What shifts the oxyhemoglobin dissociation curve to the left?

Carbon Monoxide The binding of one CO molecule to hemoglobin increases the affinity of the other binding spots for oxygen, leading to a left shift in the dissociation curve. This shift prevents oxygen unloading in peripheral tissue and therefore the oxygen concentration of the tissue is much lower than normal.

What causes a shift to the right in the oxyhemoglobin dissociation curve?

Factors which result in shifting of the oxygen-dissociation curve to the right include increased concentration of pCO2, acidosis, raised temperature and high concentrations of 2,3 diphosphoglycerate (2,3 DPG). These factors, in effect, cause the Hb to give up oxygen more readily.

What does P50 value indicate?

The P50 is the oxygen tension at which hemoglobin is 50% saturated. The normal P50 is 26.7 mm Hg. A rightward shift increases P50 and lowers hemoglobin’s affinity for oxygen, thus displacing oxygen from hemoglobin and releasing it to the tissues.

How do you interpret oxygen dissociation curve?

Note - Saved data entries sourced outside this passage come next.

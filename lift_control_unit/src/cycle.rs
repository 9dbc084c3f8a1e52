//! Fixed-period scan loop: read inputs → controller scan → actuate → integrate.
//!
//! Absolute-deadline pacing keeps the scan rate drift-free. A scan that
//! finishes past its deadline counts as an overrun and the schedule
//! resynchronises instead of bursting to catch up.

use std::sync::Arc;
use std::sync::atomic::{AtomicBool, Ordering};
use std::sync::mpsc::Receiver;
use std::time::{Duration, Instant};

use lift_common::config::SimConfig;
use lift_common::types::Inputs;
use lift_hal::{LiftPlant, LimitSwitches};
use tracing::{info, warn};

use crate::console::{self, ConsoleCommand};
use crate::controller::LiftController;

// ─── Scan Statistics ────────────────────────────────────────────────

/// O(1) per-scan timing statistics.
///
/// Updated every scan with no allocation.
#[derive(Debug, Clone)]
pub struct ScanStats {
    /// Total scans executed.
    pub scan_count: u64,
    /// Last scan body duration [ns].
    pub last_scan_ns: u64,
    /// Minimum scan body duration [ns].
    pub min_scan_ns: u64,
    /// Maximum scan body duration [ns].
    pub max_scan_ns: u64,
    /// Running sum for average computation.
    pub sum_scan_ns: u64,
    /// Number of deadline overruns.
    pub overruns: u64,
}

impl ScanStats {
    /// New zeroed stats instance.
    pub const fn new() -> Self {
        Self {
            scan_count: 0,
            last_scan_ns: 0,
            min_scan_ns: u64::MAX,
            max_scan_ns: 0,
            sum_scan_ns: 0,
            overruns: 0,
        }
    }

    /// Record one scan body duration. O(1), no allocation.
    #[inline]
    pub fn record(&mut self, duration_ns: u64) {
        self.scan_count += 1;
        self.last_scan_ns = duration_ns;
        if duration_ns < self.min_scan_ns {
            self.min_scan_ns = duration_ns;
        }
        if duration_ns > self.max_scan_ns {
            self.max_scan_ns = duration_ns;
        }
        self.sum_scan_ns += duration_ns;
    }

    /// Average scan time [ns] (0 if no scans).
    #[inline]
    pub fn avg_scan_ns(&self) -> u64 {
        if self.scan_count == 0 {
            0
        } else {
            self.sum_scan_ns / self.scan_count
        }
    }
}

impl Default for ScanStats {
    fn default() -> Self {
        Self::new()
    }
}

// ─── Scan Runner ────────────────────────────────────────────────────

/// Scan-loop driver owning the controller, the plant, and the operator
/// input latches.
///
/// All cadence counters are owned here — no process-wide state.
pub struct ScanRunner {
    config: SimConfig,
    controller: LiftController,
    plant: LiftPlant,
    inputs: Inputs,
    stats: ScanStats,
}

impl ScanRunner {
    /// New runner with the plant at rest on the bottom limit.
    pub fn new(config: SimConfig) -> Self {
        Self {
            controller: LiftController::new(config.tuning),
            config,
            plant: LiftPlant::new(),
            inputs: Inputs::default(),
            stats: ScanStats::new(),
        }
    }

    /// Timing statistics so far.
    #[inline]
    pub const fn stats(&self) -> &ScanStats {
        &self.stats
    }

    /// The controller instance.
    #[inline]
    pub const fn controller(&self) -> &LiftController {
        &self.controller
    }

    /// The plant instance.
    #[inline]
    pub const fn plant(&self) -> &LiftPlant {
        &self.plant
    }

    /// The operator input latches (host/test hook).
    #[inline]
    pub fn inputs_mut(&mut self) -> &mut Inputs {
        &mut self.inputs
    }

    /// Run one complete scan cycle: sense limits, run the controller,
    /// enforce the brake contract, integrate the plant.
    pub fn scan_once(&mut self) {
        let dt = self.config.scan.dt();

        // Limit switches are sensed from the plant itself, before the scan.
        let limits = LimitSwitches::sense(self.plant.position());
        self.inputs.top_limit = limits.top;
        self.inputs.bottom_limit = limits.bottom;

        let outputs = self.controller.update(dt, &self.inputs, &mut self.plant);

        // Defense in depth: a commanded brake always zeroes the set-point,
        // independent of what the controller wrote.
        if outputs.brake_engaged {
            self.plant.set_target_vel(0.0);
        }

        self.plant.step(dt);
    }

    /// Drive the loop until `running` clears or the operator quits.
    ///
    /// Each cycle: default the reset pulse, drain pending console
    /// commands, run one scan, report status on its cadence, then sleep
    /// to the next absolute deadline.
    pub fn run(&mut self, commands: &Receiver<ConsoleCommand>, running: &Arc<AtomicBool>) {
        let period = Duration::from_micros(u64::from(self.config.scan.scan_time_us));
        let mut next_deadline = Instant::now() + period;
        let mut status_tick: u32 = 0;

        while running.load(Ordering::SeqCst) {
            // Reset is a pulse: default false each cycle.
            self.inputs.reset_fault = false;

            for cmd in commands.try_iter() {
                if cmd == ConsoleCommand::Quit {
                    info!("operator quit");
                    running.store(false, Ordering::SeqCst);
                }
                console::apply(cmd, &mut self.inputs);
            }
            if !running.load(Ordering::SeqCst) {
                break;
            }

            let started = Instant::now();
            self.scan_once();
            self.stats.record(started.elapsed().as_nanos() as u64);

            if status_tick % self.config.scan.status_interval == 0 {
                self.log_status();
            }
            status_tick = status_tick.wrapping_add(1);

            let now = Instant::now();
            if now < next_deadline {
                std::thread::sleep(next_deadline - now);
                next_deadline += period;
            } else {
                // Missed the deadline — resynchronise instead of bursting.
                self.stats.overruns += 1;
                warn!(scan = self.stats.scan_count, "scan overrun");
                next_deadline = now + period;
            }
        }

        info!(
            scans = self.stats.scan_count,
            overruns = self.stats.overruns,
            avg_ns = self.stats.avg_scan_ns(),
            "scan loop stopped"
        );
    }

    fn log_status(&self) {
        info!(
            "pos={:.3} vel={:.3} state={} fault={} top={} bottom={} load={:.1} estop={}",
            self.plant.position(),
            self.plant.velocity(),
            self.controller.state().as_str(),
            self.controller.fault().as_str(),
            self.inputs.top_limit,
            self.inputs.bottom_limit,
            self.inputs.load_kg,
            self.inputs.estop,
        );
    }
}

The oxygen dissociation curve can be shifted right or left by a variety of factors. A right shift indicates decreased oxygen affinity of haemoglobin allowing more oxygen to be available to the tissues. A left shift indicates increased oxygen affinity of haemoglobin allowing less oxygen to be available to the tissues.

What 4 factors affect hemoglobin’s affinity for oxygen?

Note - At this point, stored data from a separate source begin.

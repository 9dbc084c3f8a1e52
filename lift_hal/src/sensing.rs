//! Limit switch simulation.
//!
//! The scan loop derives the limit switch readings from the plant's own
//! position before each controller scan; the controller itself never
//! senses position directly.

use lift_common::consts::{BOTTOM_LIMIT_THRESHOLD, TOP_LIMIT_THRESHOLD};

/// Snapshot of both travel-limit switches.
#[derive(Debug, Clone, Copy, PartialEq, Eq, Default)]
pub struct LimitSwitches {
    /// Lift within the sensing threshold of the top of travel.
    pub top: bool,
    /// Lift within the sensing threshold of the bottom of travel.
    pub bottom: bool,
}

impl LimitSwitches {
    /// Read both switches for a given plant position.
    pub fn sense(position: f64) -> Self {
        Self {
            top: position >= TOP_LIMIT_THRESHOLD,
            bottom: position <= BOTTOM_LIMIT_THRESHOLD,
        }
    }

    /// True when neither switch is active.
    #[inline]
    pub const fn is_clear(&self) -> bool {
        !self.top && !self.bottom
    }
}
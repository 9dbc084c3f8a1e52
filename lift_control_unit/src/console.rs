//! Operator console: line commands from stdin, applied to input latches.
//!
//! Parsing and validation happen here, at the boundary — malformed input
//! never reaches the controller.

use std::io::BufRead;
use std::sync::mpsc::{self, Receiver};
use std::thread;

use lift_common::types::Inputs;
use tracing::warn;

/// A parsed operator command.
#[derive(Debug, Clone, Copy, PartialEq)]
pub enum ConsoleCommand {
    /// Command the lift upward.
    Up,
    /// Command the lift downward.
    Down,
    /// Explicit hold request.
    Hold,
    /// Clear the up/down/hold latches.
    Stop,
    /// Toggle the emergency stop channel.
    EstopToggle,
    /// Pulse the fault reset for one scan.
    ResetFault,
    /// Set the load weight [kg].
    SetLoad(f64),
    /// Exit the simulation.
    Quit,
    /// Print usage.
    Help,
}

impl ConsoleCommand {
    /// Parse a console line. Returns `None` for unknown or malformed
    /// input, including non-finite or negative load values.
    pub fn parse(line: &str) -> Option<Self> {
        let line = line.trim();
        match line {
            "u" => Some(Self::Up),
            "d" => Some(Self::Down),
            "h" => Some(Self::Hold),
            "s" => Some(Self::Stop),
            "e" => Some(Self::EstopToggle),
            "r" => Some(Self::ResetFault),
            "q" => Some(Self::Quit),
            "help" => Some(Self::Help),
            _ => {
                let rest = line.strip_prefix('l')?.trim();
                let kg: f64 = rest.parse().ok()?;
                // The core's contract: load is a non-negative finite real.
                if kg.is_finite() && kg >= 0.0 {
                    Some(Self::SetLoad(kg))
                } else {
                    None
                }
            }
        }
    }
}

/// Apply a command to the operator input latches.
///
/// Up/down/hold are mutually exclusive latches; `reset_fault` stays set
/// only until the scan loop's next pulse default. `Quit` and `Help` are
/// handled by the loop and the reader thread respectively.
pub fn apply(cmd: ConsoleCommand, inputs: &mut Inputs) {
    match cmd {
        ConsoleCommand::Up => {
            inputs.cmd_up = true;
            inputs.cmd_down = false;
            inputs.cmd_hold = false;
        }
        ConsoleCommand::Down => {
            inputs.cmd_down = true;
            inputs.cmd_up = false;
            inputs.cmd_hold = false;
        }
        ConsoleCommand::Hold => {
            inputs.cmd_hold = true;
            inputs.cmd_up = false;
            inputs.cmd_down = false;
        }
        ConsoleCommand::Stop => {
            inputs.cmd_up = false;
            inputs.cmd_down = false;
            inputs.cmd_hold = false;
        }
        ConsoleCommand::EstopToggle => inputs.estop = !inputs.estop,
        ConsoleCommand::ResetFault => inputs.reset_fault = true,
        ConsoleCommand::SetLoad(kg) => inputs.load_kg = kg,
        ConsoleCommand::Quit | ConsoleCommand::Help => {}
    }
}

/// Print the console usage text.
pub fn print_help() {
    println!("Commands:");
    println!("  u       command up");
    println!("  d       command down");
    println!("  h       hold");
    println!("  s       stop commands (clear u/d/h)");
    println!("  e       toggle emergency stop");
    println!("  r       reset fault (only if stopped + estop released)");
    println!("  l <kg>  set load kg (e.g. l 900)");
    println!("  q       quit");
    println!("  help    print this text");
}

/// Spawn the stdin reader thread.
///
/// Lines are parsed here; only valid commands reach the scan loop. The
/// thread exits when stdin closes or the receiver is dropped.
pub fn spawn_reader() -> Receiver<ConsoleCommand> {
    let (tx, rx) = mpsc::channel();
    thread::spawn(move || {
        let stdin = std::io::stdin();
        for line in stdin.lock().lines() {
            let Ok(line) = line else { break };
            match ConsoleCommand::parse(&line) {
                Some(ConsoleCommand::Help) => print_help(),
                Some(cmd) => {
                    if tx.send(cmd).is_err() {
                        break;
                    }
                }
                None => warn!("unknown command {:?}, type 'help'", line.trim()),
            }
        }
    });
    rx
}

#[cfg(test)]
mod tests {
    use super::*;

    #[test]
    fn single_letter_commands_parse() {
        assert_eq!(ConsoleCommand::parse("u"), Some(ConsoleCommand::Up));
        assert_eq!(ConsoleCommand::parse("d"), Some(ConsoleCommand::Down));
        assert_eq!(ConsoleCommand::parse("h"), Some(ConsoleCommand::Hold));
        assert_eq!(ConsoleCommand::parse("s"), Some(ConsoleCommand::Stop));
        assert_eq!(ConsoleCommand::parse("e"), Some(ConsoleCommand::EstopToggle));
        assert_eq!(ConsoleCommand::parse("r"), Some(ConsoleCommand::ResetFault));
        assert_eq!(ConsoleCommand::parse("q"), Some(ConsoleCommand::Quit));
        assert_eq!(ConsoleCommand::parse("help"), Some(ConsoleCommand::Help));
    }

    #[test]
    fn load_command_parses_with_and_without_space() {
        assert_eq!(
            ConsoleCommand::parse("l 900"),
            Some(ConsoleCommand::SetLoad(900.0))
        );
        assert_eq!(
            ConsoleCommand::parse("l900"),
            Some(ConsoleCommand::SetLoad(900.0))
        );
        assert_eq!(
            ConsoleCommand::parse("  l 0  "),
            Some(ConsoleCommand::SetLoad(0.0))
        );
    }

    #[test]
    fn malformed_load_is_rejected_at_the_boundary() {
        assert_eq!(ConsoleCommand::parse("l"), None);
        assert_eq!(ConsoleCommand::parse("l abc"), None);
        assert_eq!(ConsoleCommand::parse("l -5"), None);
        assert_eq!(ConsoleCommand::parse("l NaN"), None);
        assert_eq!(ConsoleCommand::parse("l inf"), None);
    }

    #[test]
    fn unknown_lines_are_rejected() {
        assert_eq!(ConsoleCommand::parse(""), None);
        assert_eq!(ConsoleCommand::parse("x"), None);
        assert_eq!(ConsoleCommand::parse("up"), None);
    }

    #[test]
    fn up_down_hold_are_mutually_exclusive_latches() {
        let mut inputs = Inputs::default();

        apply(ConsoleCommand::Up, &mut inputs);
        assert!(inputs.cmd_up && !inputs.cmd_down && !inputs.cmd_hold);

        apply(ConsoleCommand::Down, &mut inputs);
        assert!(!inputs.cmd_up && inputs.cmd_down && !inputs.cmd_hold);

        apply(ConsoleCommand::Hold, &mut inputs);
        assert!(!inputs.cmd_up && !inputs.cmd_down && inputs.cmd_hold);

        apply(ConsoleCommand::Stop, &mut inputs);
        assert!(!inputs.cmd_up && !inputs.cmd_down && !inputs.cmd_hold);
    }

    #[test]
    fn estop_toggles() {
        let mut inputs = Inputs::default();
        apply(ConsoleCommand::EstopToggle, &mut inputs);
        assert!(inputs.estop);
        apply(ConsoleCommand::EstopToggle, &mut inputs);
        assert!(!inputs.estop);
    }

    #[test]
    fn reset_sets_the_pulse() {
        let mut inputs = Inputs::default();
        apply(ConsoleCommand::ResetFault, &mut inputs);
        assert!(inputs.reset_fault);
    }

    #[test]
    fn set_load_updates_weight() {
        let mut inputs = Inputs::default();
        apply(ConsoleCommand::SetLoad(950.0), &mut inputs);
        assert_eq!(inputs.load_kg, 950.0);
    }
}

The affinity of hemoglobin is affected by temperature, hydrogen ions, carbon dioxide, and intraerythrocytic 2,3-DPG, with all these factors mutually influencing each other.

What factors increase oxyhemoglobin dissociation?

The oxygen–hemoglobin dissociation curve can be displaced such that the affinity for oxygen is altered. Factors that shift the curve include changes in carbon dioxide concentration, blood temperature, blood pH, and the concentration of 2,3-diphosphoglycerate (2,3-DPG).

Are P50 and KD the same?

For oxygen binding proteins the KD is also referred to as the “p50”, the amount of oxygen required to give a fractional saturation of Y=0.5. In the case of myoglobin, the KD is 2-3 torr. The affinity increases as more oxygen is bound, favoring loading of O2 in the lungs.

What causes oxygen dissociation curve?

Myo-inositol trispyrophosphate (ITPP), also known as OXY111A, is an inositol phosphate that causes a rightward shift in the oxygen hemoglobin dissociation curve through allosteric modulation of hemoglobin within red blood cells. It is an experimental drug intended to reduce tissue hypoxia. The effects appear to last roughly as long as the affected red blood cells remain in circulation.

When to worry about oxygen saturation?

Oxygen saturation levels less than 90 percent should be considered a medical emergency, WHO advises. Symptoms of hypoxemia , including cyanosis, or a bluish coloring to the skin and mucus membranes, aren’t evident until oxygen saturation falls below 90 percent.

Why is that oxygen dissociation curve sigmoid?

The oxygen dissociation curve has a sigmoid shape because of the co-operative binding of oxygen to the 4 polypeptide chains . Co-operative binding means that haemoglobin has a greater ability to bind oxygen after a subunit has already bound oxygen.

What is the saturation point of oxygen?

When blood passes through the lungs, 95 to 100 per cent of the body’s red blood cells bind to or become saturated with oxygen. Normal oxygen saturation levels are between 95 and 100 per cent.